Our aim was to spread the word about HIV and AIDS, bringing an end to discrimination and raise more awareness about protecting yourself and others. For this, we asked the young people attending our event to participate in a talent show where they would have the opportunity to put together acts on the theme of HIV and AIDS and discrimination. Approximately 230 young people aged 14-20 attended.
The acts varied from rapping and singing to dancing and traditional drumming to poems and drama. They were impressively brilliant! My personal favourite (although due to the language barrier I was only able to catch a little) was a play performed by the Chikhwawa Secondary School students. It was a story about a group of young people, the effects of peer pressure and the lack of knowledge to keep oneself safe from STIs. Other favourites: traditional drumming and dancing from Kalimaso Youth Group and two very funny comedians from St. Michaels Secondary School. We gave the winners (Chikhwawa Secondary) a football as a prize.
Aside from this form of peer education, we also had testimonies presented to us by two members of COWLHA (Coalition Of Women Living with HIV and AIDS), our field officer, Mrs Mbandambanda and our District Coordinator, Mrs Manowa who talked about their own experiences of contracting HIV and how they have been living positively now for many years. Their stories are inspiring and their messages clear – knowledge is power, know your status, change your life.

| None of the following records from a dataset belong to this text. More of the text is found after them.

use serde::{Serialize, Deserialize};
use serde_with::{skip_serializing_none, DeserializeFromStr, SerializeDisplay};
use chrono::{DateTime, Utc};
use uuid::Uuid;
use std::{convert::Infallible, fmt, str::FromStr};

use crate::error::ValidationError;

// --- Measurements ---

/// Finger position a nail photo was taken of. Anything outside the ten
/// standard positions is kept verbatim as a free-form label.
#[derive(Debug, Clone, PartialEq, Eq, Hash, SerializeDisplay, DeserializeFromStr)]
pub enum Finger {
    LeftThumb,
    LeftIndex,
    LeftMiddle,
    LeftRing,
    LeftPinky,
    RightThumb,
    RightIndex,
    RightMiddle,
    RightRing,
    RightPinky,
    Other(String),
}

impl Finger {
    pub fn slug(&self) -> &str {
        match self {
            Finger::LeftThumb => "left_thumb",
            Finger::LeftIndex => "left_index",
            Finger::LeftMiddle => "left_middle",
            Finger::LeftRing => "left_ring",
            Finger::LeftPinky => "left_pinky",
            Finger::RightThumb => "right_thumb",
            Finger::RightIndex => "right_index",
            Finger::RightMiddle => "right_middle",
            Finger::RightRing => "right_ring",
            Finger::RightPinky => "right_pinky",
            Finger::Other(label) => label,
        }
    }

    /// Human-readable name used inside design briefs ("Left thumb").
    pub fn display_name(&self) -> String {
        match self {
            Finger::Other(label) => label.clone(),
            _ => {
                let slug = self.slug().replace('_', " ");
                let mut chars = slug.chars();
                match chars.next() {
                    Some(first) => first.to_uppercase().chain(chars).collect(),
                    None => slug,
                }
            }
        }
    }
}

impl fmt::Display for Finger {
    fn fmt(&self, f: &mut fmt::Formatter<'_>) -> fmt::Result {
        f.write_str(self.slug())
    }
}

impl FromStr for Finger {
    type Err = Infallible;

    fn from_str(s: &str) -> Result<Self, Self::Err> {
        let normalized = s.trim().to_ascii_lowercase().replace(['-', ' '], "_");
        Ok(match normalized.as_str() {
            "left_thumb" => Finger::LeftThumb,
            "left_index" => Finger::LeftIndex,
            "left_middle" => Finger::LeftMiddle,
            "left_ring" => Finger::LeftRing,
            "left_pinky" => Finger::LeftPinky,
            "right_thumb" => Finger::RightThumb,
            "right_index" => Finger::RightIndex,
            "right_middle" => Finger::RightMiddle,
            "right_ring" => Finger::RightRing,
            "right_pinky" => Finger::RightPinky,
            _ => Finger::Other(s.trim().to_string()),
        })
    }
}

#[derive(Debug, Serialize, Deserialize, Clone, Copy, PartialEq, Eq)]
#[serde(rename_all = "lowercase")]
pub enum ShapeCategory {
    Oval,
    Square,
    Round,
    Almond,
    Coffin,
    Stiletto,
    Unknown,
}

impl ShapeCategory {
    pub const ALL: [ShapeCategory; 7] = [
        ShapeCategory::Oval,
        ShapeCategory::Square,
        ShapeCategory::Round,
        ShapeCategory::Almond,
        ShapeCategory::Coffin,
        ShapeCategory::Stiletto,
        ShapeCategory::Unknown,
    ];

    /// Case-insensitive lookup; `None` for anything outside the known set.
    pub fn parse(raw: &str) -> Option<Self> {
        let raw = raw.trim();
        Self::ALL.into_iter().find(|shape| shape.as_str().eq_ignore_ascii_case(raw))
    }

    pub fn as_str(&self) -> &'static str {
        match self {
            ShapeCategory::Oval => "oval",
            ShapeCategory::Square => "square",
            ShapeCategory::Round => "round",
            ShapeCategory::Almond => "almond",
            ShapeCategory::Coffin => "coffin",
            ShapeCategory::Stiletto => "stiletto",
            ShapeCategory::Unknown => "unknown",
        }
    }
}

/// One nail reading as reported by the vision service. Lengths are in millimetres.
#[skip_serializing_none]
#[derive(Debug, Serialize, Deserialize, Clone, PartialEq)]
pub struct NailMeasurement {
    #[serde(alias = "fingerType")]
    pub finger_type: Finger,
    #[serde(alias = "nailWidth")]
    pub nail_width: f64,
    #[serde(alias = "nailLength")]
    pub nail_length: f64,
    #[serde(default, alias = "nailArea")]
    pub nail_area: Option<f64>,
    #[serde(default, alias = "nailCurvature")]
    pub nail_curvature: Option<f64>,
    #[serde(alias = "shapeCategory")]
    pub shape_category: String,
    pub confidence: f64,
}

impl NailMeasurement {
    /// Reported area, or the ellipse approximation of width × length when the
    /// vision service did not report one.
    pub fn area(&self) -> f64 {
        self.nail_area
            .unwrap_or(std::f64::consts::FRAC_PI_4 * self.nail_width * self.nail_length)
    }
}

/// Raw field set the vision capability is asked to return for a single nail.
#[derive(Debug, Deserialize, Clone)]
pub struct RawMeasurement {
    #[serde(alias = "nailWidth", alias = "width")]
    pub nail_width: f64,
    #[serde(alias = "nailLength", alias = "length")]
    pub nail_length: f64,
    #[serde(default, alias = "nailArea", alias = "area")]
    pub nail_area: Option<f64>,
    #[serde(default, alias = "nailCurvature", alias = "curvature")]
    pub nail_curvature: Option<f64>,
    #[serde(alias = "shapeCategory", alias = "shape")]
    pub shape_category: String,
    pub confidence: f64,
}

impl RawMeasurement {
    pub fn into_measurement(self, finger: Finger) -> NailMeasurement {
        NailMeasurement {
            finger_type: finger,
            nail_width: self.nail_width,
            nail_length: self.nail_length,
            nail_area: self.nail_area,
            nail_curvature: self.nail_curvature,
            shape_category: self.shape_category,
            confidence: self.confidence,
        }
    }
}

#[skip_serializing_none]
#[derive(Debug, Serialize, Clone, PartialEq)]
pub struct MeasurementVerdict {
    pub accepted: bool,
    pub reason: Option<ValidationError>,
}

#[derive(Debug, Serialize, Clone, PartialEq)]
pub struct MeasurementOutcome {
    pub measurement: NailMeasurement,
    pub verdict: MeasurementVerdict,
    pub usable: bool,
}

// --- Style preferences ---

#[derive(Debug, Serialize, Deserialize, Clone, Copy, PartialEq, Eq)]
#[serde(rename_all = "lowercase")]
pub enum Complexity { Simple, Medium, Complex }

#[derive(Debug, Serialize, Deserialize, Clone, Copy, PartialEq, Eq)]
#[serde(rename_all = "lowercase")]
pub enum Budget { Low, Medium, High }

#[derive(Debug, Serialize, Deserialize, Clone, Copy, PartialEq, Eq)]
#[serde(rename_all = "lowercase")]
pub enum Intensity { Subtle, Moderate, Bold, Dramatic }

#[derive(Debug, Serialize, Deserialize, Clone, Copy, PartialEq, Eq)]
#[serde(rename_all = "lowercase")]
pub enum PatternPreference { Solid, Gradient, Pattern, Mixed }

#[derive(Debug, Serialize, Deserialize, Clone, Copy, PartialEq, Eq)]
#[serde(rename_all = "lowercase")]
pub enum ColorHarmony { Monochromatic, Complementary, Triadic, Analogous }

impl Complexity {
    pub fn as_str(&self) -> &'static str {
        match self {
            Complexity::Simple => "simple",
            Complexity::Medium => "medium",
            Complexity::Complex => "complex",
        }
    }
}

impl Intensity {
    pub fn as_str(&self) -> &'static str {
        match self {
            Intensity::Subtle => "subtle",
            Intensity::Moderate => "moderate",
            Intensity::Bold => "bold",
            Intensity::Dramatic => "dramatic",
        }
    }
}

impl PatternPreference {
    pub fn as_str(&self) -> &'static str {
        match self {
            PatternPreference::Solid => "solid",
            PatternPreference::Gradient => "gradient",
            PatternPreference::Pattern => "pattern",
            PatternPreference::Mixed => "mixed",
        }
    }
}

impl ColorHarmony {
    pub fn as_str(&self) -> &'static str {
        match self {
            ColorHarmony::Monochromatic => "monochromatic",
            ColorHarmony::Complementary => "complementary",
            ColorHarmony::Triadic => "triadic",
            ColorHarmony::Analogous => "analogous",
        }
    }
}

/// A customer's design preferences. Absent fields stay absent; nothing here
/// is ever filled with a guessed default.
#[skip_serializing_none]
#[derive(Debug, Serialize, Deserialize, Clone, Default, PartialEq)]
#[serde(default)]
pub struct StylePreferences {
    pub colors: Vec<String>,
    pub styles: Vec<String>,
    pub occasions: Vec<String>,
    pub complexity: Option<Complexity>,
    pub budget: Option<Budget>,
    pub intensity: Option<Intensity>,
    #[serde(alias = "patternPreference")]
    pub pattern_preference: Option<PatternPreference>,
    #[serde(alias = "colorHarmony")]
    pub color_harmony: Option<ColorHarmony>,
    #[serde(alias = "skinTone")]
    pub skin_tone: Option<String>,
    pub lifestyle: Option<String>,
    #[serde(alias = "personalityTraits")]
    pub personality_traits: Vec<String>,
    pub inspiration: Option<String>,
    #[serde(alias = "finishTypes")]
    pub finish_types: Vec<String>,
    pub notes: Option<String>,
}

impl StylePreferences {
    /// Copy of these preferences with one rotation entry applied.
    pub fn with_variation(&self, variation: &VariationOverride) -> Self {
        Self {
            intensity: Some(variation.intensity),
            pattern_preference: Some(variation.pattern_preference),
            ..self.clone()
        }
    }
}

/// Intensity/pattern pair substituted into the base preferences for one variation.
#[derive(Debug, Serialize, Deserialize, Clone, Copy, PartialEq, Eq)]
pub struct VariationOverride {
    pub intensity: Intensity,
    pub pattern_preference: PatternPreference,
}

// --- Generation ---

#[derive(Debug, Serialize, Deserialize, Clone, Copy, PartialEq, Eq)]
#[serde(rename_all = "lowercase")]
pub enum StyleHint { Vivid, Natural }

impl StyleHint {
    pub fn for_intensity(intensity: Option<Intensity>) -> Self {
        match intensity {
            Some(Intensity::Dramatic) => StyleHint::Vivid,
            _ => StyleHint::Natural,
        }
    }

    pub fn as_str(&self) -> &'static str {
        match self {
            StyleHint::Vivid => "vivid",
            StyleHint::Natural => "natural",
        }
    }
}

impl fmt::Display for StyleHint {
    fn fmt(&self, f: &mut fmt::Formatter<'_>) -> fmt::Result {
        f.write_str(self.as_str())
    }
}

/// Style attributes a design was generated from.
#[skip_serializing_none]
#[derive(Debug, Serialize, Deserialize, Clone, PartialEq)]
pub struct StyleAttributes {
    pub intensity: Option<Intensity>,
    pub pattern_preference: Option<PatternPreference>,
    pub complexity: Option<Complexity>,
    pub color_harmony: Option<ColorHarmony>,
    pub colors: Vec<String>,
    pub styles: Vec<String>,
    pub finish_types: Vec<String>,
}

impl From<&StylePreferences> for StyleAttributes {
    fn from(p: &StylePreferences) -> Self {
        Self {
            intensity: p.intensity,
            pattern_preference: p.pattern_preference,
            complexity: p.complexity,
            color_harmony: p.color_harmony,
            colors: p.colors.clone(),
            styles: p.styles.clone(),
            finish_types: p.finish_types.clone(),
        }
    }
}

#[skip_serializing_none]
#[derive(Debug, Serialize, Deserialize, Clone, PartialEq)]
pub struct DesignArtifact {
    pub id: Uuid,
    pub image_ref: String,
    pub brief: String,
    pub style_hint: StyleHint,
    pub style: StyleAttributes,
    /// Index into the variation rotation, `None` for a single generation.
    pub variation: Option<usize>,
    pub created_at: DateTime<Utc>,
}

#[derive(Debug, Serialize, Deserialize, Clone)]
pub struct DesignSession {
    pub id: Uuid,
    pub artifacts: Vec<DesignArtifact>,
    pub created_at: DateTime<Utc>,
    pub updated_at: DateTime<Utc>,
}

impl DesignSession {
    pub fn new(id: Uuid) -> Self {
        let now = Utc::now();
        Self { id, artifacts: Vec::new(), created_at: now, updated_at: now }
    }
}

// --- Recommendations & pricing ---

#[derive(Debug, Serialize, Deserialize, Clone, Default, PartialEq)]
#[serde(rename_all = "camelCase")]
pub struct RecommendationReport {
    pub recommendations: Vec<String>,
    pub color_suggestions: Vec<String>,
    pub style_suggestions: Vec<String>,
    pub warnings: Vec<String>,
}

#[skip_serializing_none]
#[derive(Debug, Serialize, Deserialize, Clone, Default, PartialEq)]
#[serde(default)]
pub struct CustomizationDescriptor {
    pub complexity: Option<Complexity>,
    #[serde(alias = "colorCount")]
    pub color_count: usize,
    #[serde(alias = "styleKeywords")]
    pub style_keywords: Vec<String>,
    pub occasion: Option<String>,
    #[serde(alias = "personalizedElements")]
    pub personalized_elements: u32,
}

#[derive(Debug, Serialize, Deserialize, Clone, PartialEq, Eq)]
pub struct Money {
    /// Whole currency units.
    pub amount: u64,
    pub currency: String,
}

// --- HTTP bodies ---

#[derive(Debug, Serialize, Deserialize, Clone)]
pub struct FingerPhoto {
    pub finger: Finger,
    /// Base64 payload, optionally as a `data:` URI.
    #[serde(alias = "imageBase64")]
    pub image_base64: String,
}

#[derive(Debug, Serialize, Deserialize, Clone)]
pub struct MeasureHandRequest {
    pub photos: Vec<FingerPhoto>,
}

#[derive(Debug, Serialize, Deserialize, Clone, Default)]
pub struct BriefRequest {
    #[serde(default)]
    pub measurements: Vec<NailMeasurement>,
    #[serde(default)]
    pub preferences: StylePreferences,
    #[serde(default, alias = "customRequest")]
    pub custom_request: Option<String>,
}

#[derive(Debug, Serialize, Deserialize, Clone)]
pub struct GenerateDesignRequest {
    #[serde(default, alias = "sessionId")]
    pub session_id: Option<Uuid>,
    #[serde(flatten)]
    pub brief: BriefRequest,
}

#[derive(Debug, Serialize, Deserialize, Clone)]
pub struct GenerateVariationsRequest {
    #[serde(default, alias = "sessionId")]
    pub session_id: Option<Uuid>,
    #[serde(default = "default_variation_count")]
    pub count: usize,
    #[serde(flatten)]
    pub brief: BriefRequest,
}

fn default_variation_count() -> usize { 3 }

#[derive(Debug, Serialize, Deserialize, Clone)]
pub struct GenerateDesignResponse {
    pub session_id: Uuid,
    pub artifact: DesignArtifact,
}

#[derive(Debug, Serialize, Deserialize, Clone)]
pub struct GenerateVariationsResponse {
    pub session_id: Uuid,
    pub requested: usize,
    pub artifacts: Vec<DesignArtifact>,
}

#[derive(Debug, Serialize, Deserialize, Clone)]
pub struct RecommendationRequest {
    #[serde(default)]
    pub measurements: Vec<NailMeasurement>,
    #[serde(default)]
    pub preferences: StylePreferences,
}

#[derive(Debug, Serialize, Deserialize, Clone)]
pub struct PricingRequest {
    #[serde(default)]
    pub descriptor: Option<CustomizationDescriptor>,
    #[serde(default)]
    pub preferences: Option<StylePreferences>,
    #[serde(default, alias = "personalizedElements")]
    pub personalized_elements: u32,
}

#[derive(Debug, Serialize, Deserialize, Clone)]
pub struct PricingResponse {
    pub descriptor: CustomizationDescriptor,
    pub price: Money,
}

Our most important aim for the day was to encourage as many young people as possible to go for voluntary HIV testing. We managed 104. Mobilising this age group is challenging, especially with the issues of discrimination and peer pressure. We are proud of our achievement. Josie Pollard and Cien Crawley volunteered to get tested – it was moving to watch the crowd of young girls following them out of the hall to get tested too.
There is stigma, not only here in Malawi but also in the UK, around getting tested for HIV – why are they high risk? Are they taking part in risky behaviour? They must have HIV. Getting tested for HIV, aside from protecting yourself and others, is the most important way of preventing the spread of the virus and saving lives. If you know your status, you can move forward by using the ABC (Abstain, Be faithful and Condomise) to protect yourself further or by taking ARVs.
Today (December 1st) is World AIDS day and to celebrate, the team asked the school if they could paint a wall mural on their campus. Using the theme of HIV and AIDS and discrimination, Julia Sparkle came up with a creative design to encompass our message. The Baobab tree represents the tree of knowledge, encouraging education and ending ignorance. The diverse range of people within the tree trunk signifies the uniting of those from different backgrounds in order to rise up in solidarity. Finally, the handprints (of the pupils) symbolises the message – ‘stop discrimination’.
We are the generation that can really make a change to HIV prevalence rates by raising awareness, protecting ourselves, educating others and getting tested. We hope that our small part will have made a difference in at least some people’s lives – I know it has ours.